At the dawn of feminism, one of the first shots fired in the battle for equality was to challenge the idea that gender (and therefore gender roles and gender norms) was hardwired into biological sex. Women, feminists argued, were not slaves to their biological sex. A uterus did not define what a human being was capable of.

wwii woman working

This was a hard message to get across, and is still resisted by many people even today.

Why?

In part, it is because the belief that women were inextricably linked to their bodies in a way men were not has its roots in the very heart of Western philosophical heritage (Schiebringer, 2000a; Butler, 1993; Wilshire, 1989). Philosophers, including Plato, Descartes, and Augustine, considered the body a ‘prison’ that ‘caged’ and limited the rational soul, creating a mythic split between mind/soul and body that became commonly known as Cartesian dualism. For millennia (and until relatively recently), philosophers argued that men were more aligned with the spiritual/mental aspects of this duality, while women were more associated with the body. Based on this ‘truism’, women were considered inherently inferior because of their close association with the emotional, animalistic body (Bordo, 1993; Shildrick and Price,1999; Spelman, 1999; Grosz, 1994).  Worse, women were not only allegorized as the Body, but their reproductive organs were believed to control them (Thompson, 1999). It was considered a fact that while men made choices by using their mind/soul, women did only what their uteruses made them do.
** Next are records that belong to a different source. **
//! Governance proposals and their lifecycle.

use serde::{Deserialize, Serialize};

use shentu_cert::CertifierUpdateProposal;
use shentu_types::{AccAddress, Coins, Timestamp};
use shentu_upgrade::{CancelSoftwareUpgradeProposal, SoftwareUpgradeProposal};

use crate::error::GovError;
use crate::vote::TallyResult;

const MAX_TITLE_LEN: usize = 140;
const MAX_DESCRIPTION_LEN: usize = 5000;

/// Big-endian encoding of a proposal id, returned as message data and used in store keys.
pub fn proposal_id_bytes(id: u64) -> [u8; 8] {
    id.to_be_bytes()
}

/// What a proposal does once passed.
#[derive(Clone, Debug, PartialEq, Eq, Serialize, Deserialize)]
pub enum ProposalContent {
    /// Signalling only; passing it changes no state.
    Text { title: String, description: String },
    CertifierUpdate(CertifierUpdateProposal),
    SoftwareUpgrade(SoftwareUpgradeProposal),
    CancelSoftwareUpgrade(CancelSoftwareUpgradeProposal),
}

impl ProposalContent {
    pub fn proposal_type(&self) -> &'static str {
        match self {
            Self::Text { .. } => "Text",
            Self::CertifierUpdate(_) => "CertifierUpdate",
            Self::SoftwareUpgrade(_) => "SoftwareUpgrade",
            Self::CancelSoftwareUpgrade(_) => "CancelSoftwareUpgrade",
        }
    }

    pub fn title(&self) -> &str {
        match self {
            Self::Text { title, .. } => title,
            Self::CertifierUpdate(p) => &p.title,
            Self::SoftwareUpgrade(p) => &p.title,
            Self::CancelSoftwareUpgrade(p) => &p.title,
        }
    }

    pub fn description(&self) -> &str {
        match self {
            Self::Text { description, .. } => description,
            Self::CertifierUpdate(p) => &p.description,
            Self::SoftwareUpgrade(p) => &p.description,
            Self::CancelSoftwareUpgrade(p) => &p.description,
        }
    }

    pub fn validate_basic(&self) -> Result<(), GovError> {
        let title = self.title();
        if title.trim().is_empty() {
            return Err(GovError::InvalidProposalContent(
                "proposal title cannot be blank".to_string(),
            ));
        }
        if title.len() > MAX_TITLE_LEN {
            return Err(GovError::InvalidProposalContent(format!(
                "proposal title is longer than max length of {MAX_TITLE_LEN}"
            )));
        }
        if self.description().trim().is_empty() {
            return Err(GovError::InvalidProposalContent(
                "proposal description cannot be blank".to_string(),
            ));
        }
        if self.description().len() > MAX_DESCRIPTION_LEN {
            return Err(GovError::InvalidProposalContent(format!(
                "proposal description is longer than max length of {MAX_DESCRIPTION_LEN}"
            )));
        }
        match self {
            Self::CertifierUpdate(p) => p.validate_basic()?,
            Self::SoftwareUpgrade(p) => p.validate_basic()?,
            Self::Text { .. } | Self::CancelSoftwareUpgrade(_) => {}
        }
        Ok(())
    }
}

#[derive(Clone, Copy, Debug, PartialEq, Eq, Hash, Serialize, Deserialize)]
pub enum ProposalStatus {
    /// Collecting deposits.
    DepositPeriod,
    /// Open for votes.
    VotingPeriod,
    Passed,
    Rejected,
    /// Passed the vote but its content could not be applied.
    Failed,
}

impl ProposalStatus {
    /// Whether the proposal still accepts deposits.
    pub fn accepts_deposits(&self) -> bool {
        matches!(self, Self::DepositPeriod | Self::VotingPeriod)
    }
}

#[derive(Clone, Debug, PartialEq, Eq, Serialize, Deserialize)]
pub struct Proposal {
    pub id: u64,
    pub content: ProposalContent,
    pub status: ProposalStatus,
    pub final_tally: TallyResult,
    pub submit_time: Timestamp,
    pub deposit_end_time: Timestamp,
    pub total_deposit: Coins,
    pub voting_start_time: Option<Timestamp>,
    pub voting_end_time: Option<Timestamp>,
    pub proposer: AccAddress,
}

#[cfg(test)]
mod tests {
    use super::*;

    fn text(title: &str, description: &str) -> ProposalContent {
        ProposalContent::Text {
            title: title.to_string(),
            description: description.to_string(),
        }
    }

    #[test]
    fn id_bytes_are_big_endian() {
        assert_eq!(proposal_id_bytes(1), [0, 0, 0, 0, 0, 0, 0, 1]);
        assert!(proposal_id_bytes(2) > proposal_id_bytes(1));
    }

    #[test]
    fn text_validation() {
        assert!(text("t", "d").validate_basic().is_ok());
        assert!(text("", "d").validate_basic().is_err());
        assert!(text("t", " ").validate_basic().is_err());
        assert!(text(&"x".repeat(141), "d").validate_basic().is_err());
        assert_eq!(text("t", "d").proposal_type(), "Text");
    }
}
For centuries, Western medicine was based in the humoral system, which believed the human body contained four fluid humors: cold/wet, cold/dry, hot/wet, and hot/dry. Under this system, it was decided that women were simply deformed men who had been too ‘cold’ to expel the penis and scrotum, creating an ‘inside-out’ model of the female reproductive organs (Schiebringer, 2000b). As a result, women were “mutilated males” and “monsters”, inasmuch as women were the end result of a normal process that had gone ‘wrong’ and failed to produce a male (Wilshire, 1989). This image of women as deformed men correlates Women as ‘monster’ (Wilshire,1989; Braidotti, 1997; Shildrick and Price, 1999; Schiebinger, 2000). This humoral-based understanding of the uterus and of women as ‘men gone wrong’ was adopted by European physicians and would hold sway until the 18th century (Thompson, 1999).

This monster/woman image had the deeper implication in that women, simply by being not-men, were anomalies which needed t be feared and restrained. The body of a woman “shares with the monster the privilege of bringing out a unique blend of fascination and horror” (Braidotti, 1997). This simultaneous attraction and repulsion felt toward the female body has been postulated to be the key to misogynists’ secret dread and fear of women (English, 2000; Braidotti, 1997). Even when the belief in humoral medicine and the ‘inside-out’ understanding of women’s bodies was eclipsed by the growing information on the physiological processes and anatomy of the human body, women were still portrayed as ‘monsters’, abnormal beings that deviated from the normal — as did any body that was not a White, heterosexual, male body (Thompson, 1999; Braidotti, 1997; Fausto-Sterling, 1995; Schiebinger, 2000a; Schiebinger, 2000b; Urla and Terry, 1995). During this century, or the Enlightenment period, the uterus was thought to be naturally toxic, and a women’s ‘spoiled seed’ left inside the uterus was believed to cause putrefaction (Thompson, 1999). During this era of burgeoning scientific discoveries, Western physicians and anatomists began ‘discovering’ sex differences in every “bone, muscle, nerve, and vein of the human body”, rendering the Woman’s body more authoritatively different (Schiebinger, 2000b).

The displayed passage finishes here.